Michelle nos pide volver atrás un poco y reflexionar no tanto sobre la decisión durante la acción como sobre la decisión de aceptar un riesgo. En este caso habrá diferentes visiones de lo que es aceptable o no, y gente que tiene que tomar la decisión de establecer la raya de lo tolerable o no en función de su propia experiencia. “Creo que es tiempo de que no todo recaiga en la experiencia de algunos, sino de que se pongan en debate ¾con la necesaria ayuda metodológica que podemos aportarles quienes nos ocupamos de eso¾ las normas, sus límites, las razones por las cuales sus límites son cuestionables, etc., y todo esto basándonos en el ejercicio que consiste en confrontar diferentes visiones acerca de lo que es aceptable o no en cuanto a desvíos y a riesgos que se toman”.

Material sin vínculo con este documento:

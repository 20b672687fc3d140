// ABOUTME: Output formatting for CLI feedback.
// ABOUTME: Supports normal, quiet (CI), and JSON output modes.

use serde::Serialize;
use std::time::Instant;

/// Output mode for CLI feedback.
#[derive(Debug, Clone, Copy, PartialEq, Eq)]
pub enum OutputMode {
    /// Human-friendly output with progress messages
    Normal,
    /// Minimal output for CI (only final result)
    Quiet,
    /// JSON lines for scripting
    Json,
}

/// Handles CLI output based on the configured mode.
pub struct Output {
    mode: OutputMode,
    start_time: Option<Instant>,
}

impl Output {
    pub fn new(mode: OutputMode) -> Self {
        Self {
            mode,
            start_time: None,
        }
    }

    /// Start timing an operation.
    pub fn start_timer(&mut self) {
        self.start_time = Some(Instant::now());
    }

    /// Get elapsed time since timer started.
    pub fn elapsed_secs(&self) -> f64 {
        self.start_time
            .map(|t| t.elapsed().as_secs_f64())
            .unwrap_or(0.0)
    }

    /// Print a progress message (suppressed in quiet/json mode).
    pub fn progress(&self, message: &str) {
        if self.mode == OutputMode::Normal {
            println!("{message}");
        }
    }

    /// Print a non-fatal warning.
    pub fn warning(&self, message: &str) {
        match self.mode {
            OutputMode::Normal => println!("  ⚠ {message}"),
            OutputMode::Quiet => {}
            OutputMode::Json => self.emit("warning", message),
        }
    }

    /// Print a success message with optional timing.
    pub fn success(&self, message: &str) {
        match self.mode {
            OutputMode::Normal => {
                let elapsed = self.elapsed_secs();
                if elapsed > 0.0 {
                    println!("{message} ({elapsed:.1}s)");
                } else {
                    println!("{message}");
                }
            }
            OutputMode::Quiet => {
                // Print only the essential result
                println!("{message}");
            }
            OutputMode::Json => self.emit("success", message),
        }
    }

    /// Print an error message.
    pub fn error(&self, message: &str) {
        match self.mode {
            OutputMode::Normal | OutputMode::Quiet => {
                eprintln!("Error: {message}");
            }
            OutputMode::Json => {
                let event = JsonEvent {
                    event: "error",
                    message,
                    duration_secs: self.start_time.map(|_| self.elapsed_secs()),
                };
                if let Ok(json) = serde_json::to_string(&event) {
                    eprintln!("{json}");
                }
            }
        }
    }

    fn emit(&self, kind: &str, message: &str) {
        let event = JsonEvent {
            event: kind,
            message,
            duration_secs: self.start_time.map(|_| self.elapsed_secs()),
        };
        if let Ok(json) = serde_json::to_string(&event) {
            println!("{json}");
        }
    }
}

#[derive(Serialize)]
struct JsonEvent<'a> {
    event: &'a str,
    message: &'a str,
    #[serde(skip_serializing_if = "Option::is_none")]
    duration_secs: Option<f64>,
}
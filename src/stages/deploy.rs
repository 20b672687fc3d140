// ABOUTME: Deploy stage: renders the service descriptor and applies it idempotently.
// ABOUTME: Attachments create/update namespaced credential objects per project.

use serde::Serialize;
use std::collections::{BTreeMap, HashMap};
use std::time::Duration;

use crate::config::{CacheConfig, DatabaseConfig, EnvValue, ResourcesConfig};
use crate::runner::{CommandRunner, CommandSpec, LogSink};
use crate::types::{ImageRef, ProjectName};

use super::error::StageError;

/// Annotation guaranteeing at least one warm instance.
pub const MIN_SCALE_ANNOTATION: &str = "autoscaling.knative.dev/minScale";

const SERVICE_API_VERSION: &str = "serving.knative.dev/v1";

#[derive(Serialize)]
#[serde(rename_all = "camelCase")]
struct ServiceManifest<'a> {
    api_version: &'static str,
    kind: &'static str,
    metadata: Metadata<'a>,
    spec: ServiceSpec,
}

#[derive(Serialize)]
struct Metadata<'a> {
    name: &'a str,
    namespace: &'a str,
}

#[derive(Serialize)]
struct ServiceSpec {
    template: Template,
}

#[derive(Serialize)]
struct Template {
    metadata: TemplateMetadata,
    spec: TemplateSpec,
}

#[derive(Serialize)]
struct TemplateMetadata {
    annotations: BTreeMap<&'static str, String>,
}

#[derive(Serialize)]
struct TemplateSpec {
    containers: Vec<Container>,
}

#[derive(Serialize)]
struct Container {
    image: String,
    ports: Vec<ContainerPort>,
    #[serde(skip_serializing_if = "Vec::is_empty")]
    env: Vec<EnvVar>,
    resources: ResourceRequirements,
}

#[derive(Serialize)]
#[serde(rename_all = "camelCase")]
struct ContainerPort {
    container_port: u16,
    name: &'static str,
}

#[derive(Serialize)]
struct EnvVar {
    name: String,
    value: String,
}

#[derive(Serialize)]
struct ResourceRequirements {
    requests: BTreeMap<&'static str, String>,
}

#[derive(Serialize)]
#[serde(rename_all = "camelCase")]
struct SecretManifest<'a> {
    api_version: &'static str,
    kind: &'static str,
    metadata: Metadata<'a>,
    string_data: &'a BTreeMap<String, String>,
}

/// Render the declarative service descriptor.
pub fn render_service_manifest(
    project: &ProjectName,
    image: &ImageRef,
    namespace: &str,
    port: u16,
    resources: &ResourcesConfig,
    env: &HashMap<String, String>,
) -> Result<String, StageError> {
    let mut annotations = BTreeMap::new();
    annotations.insert(MIN_SCALE_ANNOTATION, "1".to_string());

    // Sorted env for deterministic rendering.
    let mut env_vars: Vec<EnvVar> = env
        .iter()
        .map(|(name, value)| EnvVar {
            name: name.clone(),
            value: value.clone(),
        })
        .collect();
    env_vars.sort_by(|a, b| a.name.cmp(&b.name));

    let mut requests = BTreeMap::new();
    requests.insert("cpu", resources.cpu.clone());
    requests.insert("memory", resources.memory.clone());

    let manifest = ServiceManifest {
        api_version: SERVICE_API_VERSION,
        kind: "Service",
        metadata: Metadata {
            name: project.as_str(),
            namespace,
        },
        spec: ServiceSpec {
            template: Template {
                metadata: TemplateMetadata { annotations },
                spec: TemplateSpec {
                    containers: vec![Container {
                        image: image.to_string(),
                        ports: vec![ContainerPort {
                            container_port: port,
                            name: "http1",
                        }],
                        env: env_vars,
                        resources: ResourceRequirements { requests },
                    }],
                },
            },
        },
    };

    serde_yaml::to_string(&manifest).map_err(|e| StageError::Config(e.to_string()))
}

/// Render a credential object holding string key/value entries.
pub fn render_secret_manifest(
    name: &str,
    namespace: &str,
    data: &BTreeMap<String, String>,
) -> Result<String, StageError> {
    let manifest = SecretManifest {
        api_version: "v1",
        kind: "Secret",
        metadata: Metadata { name, namespace },
        string_data: data,
    };
    serde_yaml::to_string(&manifest).map_err(|e| StageError::Config(e.to_string()))
}

/// Apply a manifest idempotently: create-if-absent, update-if-present.
async fn apply_manifest<R: CommandRunner + ?Sized>(
    runner: &R,
    sink: &dyn LogSink,
    manifest: String,
    timeout: Duration,
) -> Result<(), String> {
    let spec = CommandSpec::new("kubectl")
        .args(["apply", "-f", "-"])
        .stdin(manifest)
        .timeout(timeout);

    match runner.run(&spec, sink).await {
        Ok(out) if out.success() => Ok(()),
        Ok(out) => Err(out.tail_message()),
        Err(e) => Err(e.to_string()),
    }
}

/// Render and apply the service descriptor for the project.
pub async fn deploy_service<R: CommandRunner + ?Sized>(
    runner: &R,
    sink: &dyn LogSink,
    project: &ProjectName,
    image: &ImageRef,
    namespace: &str,
    port: u16,
    resources: &ResourcesConfig,
    env: &HashMap<String, String>,
    timeout: Duration,
) -> Result<(), StageError> {
    let manifest = render_service_manifest(project, image, namespace, port, resources, env)?;
    apply_manifest(runner, sink, manifest, timeout)
        .await
        .map_err(|message| StageError::ApplyFailed { message })
}

/// Attach a relational-database connection string as `<project>-db`.
pub async fn attach_database<R: CommandRunner + ?Sized>(
    runner: &R,
    sink: &dyn LogSink,
    project: &ProjectName,
    namespace: &str,
    db: &DatabaseConfig,
    timeout: Duration,
) -> Result<(), StageError> {
    let name = format!("{project}-db");
    let password = db
        .password
        .resolve()
        .map_err(|e| StageError::Config(e.to_string()))?;
    let url = format!(
        "postgres://{}:{}@{}:{}/{}",
        db.user, password, db.host, db.port, db.name
    );

    let mut data = BTreeMap::new();
    data.insert("DATABASE_URL".to_string(), url);

    apply_credential(runner, sink, &name, namespace, &data, timeout).await
}

/// Attach a cache connection string as `<project>-redis`.
pub async fn attach_cache<R: CommandRunner + ?Sized>(
    runner: &R,
    sink: &dyn LogSink,
    project: &ProjectName,
    namespace: &str,
    cache: &CacheConfig,
    timeout: Duration,
) -> Result<(), StageError> {
    let name = format!("{project}-redis");
    let password = cache
        .password
        .resolve()
        .map_err(|e| StageError::Config(e.to_string()))?;
    let url = format!("redis://:{}@{}:{}", password, cache.host, cache.port);

    let mut data = BTreeMap::new();
    data.insert("REDIS_URL".to_string(), url);

    apply_credential(runner, sink, &name, namespace, &data, timeout).await
}

/// Attach arbitrary secret pairs as `<project>-secrets`.
pub async fn attach_secrets<R: CommandRunner + ?Sized>(
    runner: &R,
    sink: &dyn LogSink,
    project: &ProjectName,
    namespace: &str,
    pairs: &HashMap<String, EnvValue>,
    timeout: Duration,
) -> Result<(), StageError> {
    let name = format!("{project}-secrets");

    let mut data = BTreeMap::new();
    for (key, value) in pairs {
        let resolved = value
            .resolve()
            .map_err(|e| StageError::Config(e.to_string()))?;
        data.insert(key.clone(), resolved);
    }

    apply_credential(runner, sink, &name, namespace, &data, timeout).await
}

async fn apply_credential<R: CommandRunner + ?Sized>(
    runner: &R,
    sink: &dyn LogSink,
    name: &str,
    namespace: &str,
    data: &BTreeMap<String, String>,
    timeout: Duration,
) -> Result<(), StageError> {
    let manifest = render_secret_manifest(name, namespace, data)?;
    apply_manifest(runner, sink, manifest, timeout)
        .await
        .map_err(|message| StageError::AttachFailed {
            name: name.to_string(),
            message,
        })
}
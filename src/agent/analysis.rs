// ABOUTME: External analysis escalation for low-confidence fix selections.
// ABOUTME: Defines the analyzer trait, its wire types, and the HTTP implementation.

use async_trait::async_trait;
use serde::{Deserialize, Serialize};
use std::time::Duration;

use super::patterns::Category;

#[derive(Debug, thiserror::Error)]
pub enum AnalysisError {
    #[error("analysis request failed: {0}")]
    Http(#[from] reqwest::Error),

    #[error("analysis endpoint returned status {0}")]
    Status(u16),
}

/// What the selector sends when escalating: the classified category, the
/// triggering line, and recent log context.
#[derive(Debug, Serialize)]
pub struct AnalysisRequest {
    pub category: Category,
    pub line: String,
    pub context: Vec<String>,
}

/// How risky the suggested remediation is to run.
#[derive(Debug, Clone, Copy, PartialEq, Eq, Deserialize)]
#[serde(rename_all = "snake_case")]
pub enum RiskTier {
    Safe,
    Caution,
    Dangerous,
}

#[derive(Debug, Deserialize)]
pub struct AnalysisResponse {
    pub description: String,
    #[serde(default)]
    pub steps: Vec<String>,
    pub confidence: f64,
    #[serde(default = "default_risk")]
    pub risk: RiskTier,
}

fn default_risk() -> RiskTier {
    RiskTier::Caution
}

/// Escalation target for fix selection.
#[async_trait]
pub trait Analyzer: Send + Sync {
    async fn analyze(&self, request: &AnalysisRequest) -> Result<AnalysisResponse, AnalysisError>;
}

/// Analyzer backed by an HTTP endpoint accepting [`AnalysisRequest`] JSON.
pub struct HttpAnalyzer {
    endpoint: String,
    client: reqwest::Client,
}

impl HttpAnalyzer {
    pub fn new(endpoint: impl Into<String>, timeout: Duration) -> Result<Self, AnalysisError> {
        let client = reqwest::Client::builder().timeout(timeout).build()?;
        Ok(HttpAnalyzer {
            endpoint: endpoint.into(),
            client,
        })
    }
}

#[async_trait]
impl Analyzer for HttpAnalyzer {
    async fn analyze(&self, request: &AnalysisRequest) -> Result<AnalysisResponse, AnalysisError> {
        let response = self
            .client
            .post(&self.endpoint)
            .json(request)
            .send()
            .await?;

        let status = response.status();
        if !status.is_success() {
            return Err(AnalysisError::Status(status.as_u16()));
        }

        Ok(response.json().await?)
    }
}
// ABOUTME: Shared test support: the scripted fake command runner.
// ABOUTME: Lets pipeline tests run without docker, pack, aws, or kubectl installed.

// Not every test binary exercises every helper.
#[allow(dead_code)]
mod fake_runner;

#[allow(unused_imports)]
pub use fake_runner::{CollectingSink, FakeRunner, Outcome, Rule};
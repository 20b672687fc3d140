// ABOUTME: Configuration types and parsing for caravel.yml.
// ABOUTME: Handles YAML parsing, env var interpolation, and the init template.

mod env_value;

pub use env_value::{EnvValue, resolve_env_map};

use crate::error::{Error, Result};
use crate::types::{ImageRef, ProjectName};
use serde::Deserialize;
use std::collections::HashMap;
use std::path::Path;
use std::time::Duration;

pub const CONFIG_FILENAME: &str = "caravel.yml";
pub const CONFIG_FILENAME_ALT: &str = "caravel.yaml";
pub const CONFIG_FILENAME_DIR: &str = ".caravel/config.yml";

/// Default confidence below which the fix selector escalates to external
/// analysis, when an analysis endpoint is configured.
pub const DEFAULT_CONFIDENCE_THRESHOLD: f64 = 0.5;

#[derive(Debug, Clone, Deserialize)]
pub struct Config {
    #[serde(deserialize_with = "deserialize_project_name")]
    pub project: ProjectName,

    /// Target image reference. When absent, one is derived from the project
    /// name and the resolved registry identity at deploy time.
    #[serde(default, deserialize_with = "deserialize_image_ref_option")]
    pub image: Option<ImageRef>,

    #[serde(default = "default_namespace")]
    pub namespace: String,

    #[serde(default = "default_port")]
    pub port: u16,

    #[serde(default)]
    pub resources: ResourcesConfig,

    #[serde(default)]
    pub env: HashMap<String, EnvValue>,

    #[serde(default)]
    pub registry: RegistryConfig,

    #[serde(default)]
    pub database: Option<DatabaseConfig>,

    #[serde(default)]
    pub cache: Option<CacheConfig>,

    #[serde(default)]
    pub secrets: HashMap<String, EnvValue>,

    /// Optional tracking endpoint. Run summaries are POSTed to
    /// `<report_url>/deployments`; failures never fail the pipeline.
    #[serde(default)]
    pub report_url: Option<String>,

    #[serde(default)]
    pub analysis: Option<AnalysisConfig>,

    /// Wall-clock bound for each external command (build, push, apply).
    #[serde(default = "default_command_timeout", with = "humantime_serde")]
    pub command_timeout: Duration,
}

#[derive(Debug, Clone, Deserialize)]
pub struct ResourcesConfig {
    #[serde(default = "default_cpu")]
    pub cpu: String,
    #[serde(default = "default_memory")]
    pub memory: String,
}

impl Default for ResourcesConfig {
    fn default() -> Self {
        ResourcesConfig {
            cpu: default_cpu(),
            memory: default_memory(),
        }
    }
}

#[derive(Debug, Clone, Deserialize, Default)]
pub struct RegistryConfig {
    /// Registry region. Falls back to AWS_REGION, then AWS_DEFAULT_REGION,
    /// then us-east-1.
    #[serde(default)]
    pub region: Option<String>,
}

impl RegistryConfig {
    pub fn resolve_region(&self) -> String {
        if let Some(region) = &self.region {
            return region.clone();
        }
        std::env::var("AWS_REGION")
            .or_else(|_| std::env::var("AWS_DEFAULT_REGION"))
            .unwrap_or_else(|_| "us-east-1".to_string())
    }
}

#[derive(Debug, Clone, Deserialize)]
pub struct DatabaseConfig {
    pub host: String,
    #[serde(default = "default_db_port")]
    pub port: u16,
    pub name: String,
    #[serde(default = "default_db_user")]
    pub user: String,
    #[serde(default = "default_db_password")]
    pub password: EnvValue,
}

#[derive(Debug, Clone, Deserialize)]
pub struct CacheConfig {
    pub host: String,
    #[serde(default = "default_cache_port")]
    pub port: u16,
    #[serde(default = "default_cache_password")]
    pub password: EnvValue,
}

#[derive(Debug, Clone, Deserialize)]
pub struct AnalysisConfig {
    pub endpoint: String,

    #[serde(default = "default_analysis_timeout", with = "humantime_serde")]
    pub timeout: Duration,

    #[serde(default = "default_threshold")]
    pub threshold: f64,
}

fn default_namespace() -> String {
    "default".to_string()
}

fn default_port() -> u16 {
    8080
}

fn default_cpu() -> String {
    "250m".to_string()
}

fn default_memory() -> String {
    "256Mi".to_string()
}

fn default_db_port() -> u16 {
    5432
}

fn default_db_user() -> String {
    "app".to_string()
}

fn default_db_password() -> EnvValue {
    EnvValue::literal("changeme")
}

fn default_cache_port() -> u16 {
    6379
}

fn default_cache_password() -> EnvValue {
    EnvValue::literal("")
}

fn default_analysis_timeout() -> Duration {
    Duration::from_secs(15)
}

fn default_threshold() -> f64 {
    DEFAULT_CONFIDENCE_THRESHOLD
}

fn default_command_timeout() -> Duration {
    Duration::from_secs(600)
}

impl Config {
    pub fn from_yaml(yaml: &str) -> Result<Self> {
        let config: Config = serde_yaml::from_str(yaml)?;
        config.validate()?;
        Ok(config)
    }

    pub fn load(path: &Path) -> Result<Self> {
        let content = std::fs::read_to_string(path)?;
        Self::from_yaml(&content)
    }

    pub fn discover(dir: &Path) -> Result<Self> {
        let candidates = [
            dir.join(CONFIG_FILENAME),
            dir.join(CONFIG_FILENAME_ALT),
            dir.join(CONFIG_FILENAME_DIR),
        ];

        for path in &candidates {
            if path.exists() {
                return Self::load(path);
            }
        }

        Err(Error::ConfigNotFound(dir.to_path_buf()))
    }

    fn validate(&self) -> Result<()> {
        if let Some(analysis) = &self.analysis {
            if !(0.0..=1.0).contains(&analysis.threshold) {
                return Err(Error::InvalidConfig(format!(
                    "analysis threshold must be within [0, 1], got {}",
                    analysis.threshold
                )));
            }
        }
        if self.command_timeout.is_zero() {
            return Err(Error::InvalidConfig(
                "command_timeout must be non-zero".to_string(),
            ));
        }
        Ok(())
    }

    pub fn template() -> Self {
        Config {
            project: ProjectName::new("my-app").expect("template project name is valid"),
            image: None,
            namespace: default_namespace(),
            port: default_port(),
            resources: ResourcesConfig::default(),
            env: HashMap::new(),
            registry: RegistryConfig::default(),
            database: None,
            cache: None,
            secrets: HashMap::new(),
            report_url: None,
            analysis: None,
            command_timeout: default_command_timeout(),
        }
    }
}

pub fn init_config(
    dir: &Path,
    project: Option<&str>,
    image: Option<&str>,
    force: bool,
) -> Result<()> {
    let config_path = dir.join(CONFIG_FILENAME);

    if config_path.exists() && !force {
        return Err(Error::AlreadyExists(config_path));
    }

    let mut config = Config::template();

    if let Some(p) = project {
        config.project = ProjectName::new(p).map_err(|e| Error::InvalidConfig(e.to_string()))?;
    }

    if let Some(i) = image {
        config.image =
            Some(ImageRef::parse(i).map_err(|e| Error::InvalidConfig(e.to_string()))?);
    }

    let yaml = generate_template_yaml(&config);
    std::fs::write(&config_path, yaml)?;

    Ok(())
}

fn generate_template_yaml(config: &Config) -> String {
    let image_line = match &config.image {
        Some(image) => format!("image: {image}\n"),
        None => "# image: <account>.dkr.ecr.<region>.amazonaws.com/my-app:latest\n".to_string(),
    };
    format!(
        r#"project: {}
{}namespace: {}
port: {}
resources:
  cpu: {}
  memory: {}
"#,
        config.project,
        image_line,
        config.namespace,
        config.port,
        config.resources.cpu,
        config.resources.memory,
    )
}

// Custom deserializers

fn deserialize_project_name<'de, D>(deserializer: D) -> std::result::Result<ProjectName, D::Error>
where
    D: serde::Deserializer<'de>,
{
    let s = String::deserialize(deserializer)?;
    ProjectName::new(&s).map_err(serde::de::Error::custom)
}

fn deserialize_image_ref_option<'de, D>(
    deserializer: D,
) -> std::result::Result<Option<ImageRef>, D::Error>
where
    D: serde::Deserializer<'de>,
{
    let opt: Option<String> = Option::deserialize(deserializer)?;
    match opt {
        None => Ok(None),
        Some(s) => ImageRef::parse(&s)
            .map(Some)
            .map_err(serde::de::Error::custom),
    }
}
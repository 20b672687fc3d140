// ABOUTME: The run record: status, image, warnings, and timestamps for one pipeline run.
// ABOUTME: Serializable for JSON output and for posting to the tracking endpoint.

use chrono::{DateTime, Utc};
use serde::Serialize;
use std::fmt;

use crate::stages::BuildPath;
use crate::types::{ImageRef, ProjectName, RunId};

/// Lifecycle status of a pipeline run.
///
/// `Succeeded` and `Failed` are terminal; a run never leaves them.
#[derive(Debug, Clone, Copy, PartialEq, Eq, Serialize)]
#[serde(rename_all = "lowercase")]
pub enum RunStatus {
    Pending,
    Building,
    Pushing,
    Deploying,
    Attaching,
    Succeeded,
    Failed,
}

impl RunStatus {
    pub fn is_terminal(&self) -> bool {
        matches!(self, RunStatus::Succeeded | RunStatus::Failed)
    }
}

impl fmt::Display for RunStatus {
    fn fmt(&self, f: &mut fmt::Formatter<'_>) -> fmt::Result {
        let name = match self {
            RunStatus::Pending => "pending",
            RunStatus::Building => "building",
            RunStatus::Pushing => "pushing",
            RunStatus::Deploying => "deploying",
            RunStatus::Attaching => "attaching",
            RunStatus::Succeeded => "succeeded",
            RunStatus::Failed => "failed",
        };
        write!(f, "{name}")
    }
}

/// Record of a single pipeline run.
#[derive(Debug, Clone, Serialize)]
pub struct PipelineRun {
    pub id: RunId,
    pub project: ProjectName,
    pub namespace: String,
    pub image: Option<ImageRef>,
    pub status: RunStatus,
    pub build_path: Option<BuildPath>,
    pub warnings: Vec<String>,
    pub error: Option<String>,
    pub created_at: DateTime<Utc>,
    pub finished_at: Option<DateTime<Utc>>,
}

impl PipelineRun {
    pub fn new(project: ProjectName, namespace: impl Into<String>) -> Self {
        let created_at = Utc::now();
        let id = RunId::new(format!(
            "{project}:{}",
            created_at.timestamp_nanos_opt().unwrap_or_default()
        ));
        PipelineRun {
            id,
            project,
            namespace: namespace.into(),
            image: None,
            status: RunStatus::Pending,
            build_path: None,
            warnings: Vec::new(),
            error: None,
            created_at,
            finished_at: None,
        }
    }

    /// Advance the status. Terminal statuses are never overwritten.
    pub(crate) fn set_status(&mut self, status: RunStatus) {
        if self.status.is_terminal() {
            return;
        }
        self.status = status;
    }

    pub(crate) fn finish_success(&mut self) {
        self.set_status(RunStatus::Succeeded);
        self.finished_at = Some(Utc::now());
    }

    pub(crate) fn finish_failure(&mut self, error: impl Into<String>) {
        self.set_status(RunStatus::Failed);
        self.error = Some(error.into());
        self.finished_at = Some(Utc::now());
    }

    /// Human-readable one-line summary of how the run went.
    pub fn description(&self) -> String {
        match (&self.status, &self.build_path) {
            (RunStatus::Failed, _) => match &self.error {
                Some(error) => format!("failed: {error}"),
                None => "failed".to_string(),
            },
            (_, Some(path)) => format!("deployed via {path}"),
            _ => self.status.to_string(),
        }
    }

    pub fn to_report(&self) -> RunReport<'_> {
        RunReport {
            id: &self.id,
            project: &self.project,
            namespace: &self.namespace,
            image: self
                .image
                .as_ref()
                .map(ToString::to_string)
                .unwrap_or_default(),
            status: self.status,
            description: self.description(),
            created_at: self.created_at,
        }
    }
}

/// Wire shape posted to the tracking endpoint.
#[derive(Debug, Serialize)]
pub struct RunReport<'a> {
    pub id: &'a RunId,
    pub project: &'a ProjectName,
    pub namespace: &'a str,
    pub image: String,
    pub status: RunStatus,
    pub description: String,
    #[serde(rename = "createdAt")]
    pub created_at: DateTime<Utc>,
}

#[cfg(test)]
mod tests {
    use super::*;

    fn sample_run() -> PipelineRun {
        PipelineRun::new(ProjectName::new("my-app").unwrap(), "default")
    }

    #[test]
    fn new_run_is_pending() {
        let run = sample_run();
        assert_eq!(run.status, RunStatus::Pending);
        assert!(run.finished_at.is_none());
        assert!(run.id.as_str().starts_with("my-app:"));
    }

    #[test]
    fn terminal_status_is_sticky() {
        let mut run = sample_run();
        run.finish_failure("boom");
        run.set_status(RunStatus::Building);
        assert_eq!(run.status, RunStatus::Failed);
        assert_eq!(run.error.as_deref(), Some("boom"));
    }

    #[test]
    fn success_records_finish_time() {
        let mut run = sample_run();
        run.finish_success();
        assert_eq!(run.status, RunStatus::Succeeded);
        assert!(run.finished_at.is_some());
    }

    #[test]
    fn description_reflects_build_path() {
        let mut run = sample_run();
        run.build_path = Some(BuildPath::Buildpack);
        run.finish_success();
        assert_eq!(run.description(), "deployed via buildpack");
    }

    #[test]
    fn description_carries_failure() {
        let mut run = sample_run();
        run.finish_failure("push rejected");
        assert_eq!(run.description(), "failed: push rejected");
    }

    #[test]
    fn report_serializes_camel_case_timestamp() {
        let run = sample_run();
        let json = serde_json::to_value(run.to_report()).unwrap();
        assert!(json.get("createdAt").is_some());
        assert_eq!(json["project"], "my-app");
        assert_eq!(json["status"], "pending");
    }
}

Para el lector que pueda considerar que las aportaciones de Michelle y Raúl se contradicen, llegó Armando Plasencia (poco “oído” en este foro pero siempre bienvenido), a considerar que no solo no se contradicen sino que se complementan. En sus trabajos aboga que solo avanzando más allá de los factores que puedan llevar a un incidente/accidente y gestionando el conocimiento que sobre seguridad se disponga, y se ajuste a la organización, es posible prevenir accidentes. Por lo que le he podido entender, lo llevan a cabo a través de un "Sistema de Notificación de Incidentes-Accidentes de Aviación SNIACC", a partir del cual se inicia un proceso de investigación para la determinación de las causas, contribuyendo a la toma de decisiones una vez conocidas las mismas. Lo que permite, a través de un software, que el instructor recree situaciones en las que emerja ese riesgo y esto posibilite lograr un entrenamiento eficaz que permita una mejor preparación del personal de vuelo.
Termina diciendo Armando. Los modelos son aproximaciones de la realidad, no son la realidad, vienen y se van de acuerdo con los métodos que tengamos de verificarlos y de esa misma realidad cambiante, pero ayudan a interpretar y orientarnos en esa misma realidad para una toma lo más acertada posible de decisiones.
Y fíjense por donde, la ultima intervención recogida sobre el tema en el foro proviene de Catty G. Lazzari, y a mi juicio vuelve a aportar nuevamente una variable que estos modelos teóricos seguramente no contemplan: la variable tiempo de decisión, “con que cuenta en la realidad el piloto”, mas la variable emocionalidad que enmarca las decisiones donde el requerimiento requiere de una respuesta rápida sin la intervención de un proceso analítico exhaustivo. “Tal vez deberíamos ir mas atrás, al entrenamiento”... nos dice. ¿No es como volver de nuevo a lo “básico Rauliano”?.
No quisiera ser determinista, mi espíritu positivo me lo impide, pero... ¿no les da la sensación de estar dando vueltas como la noria?.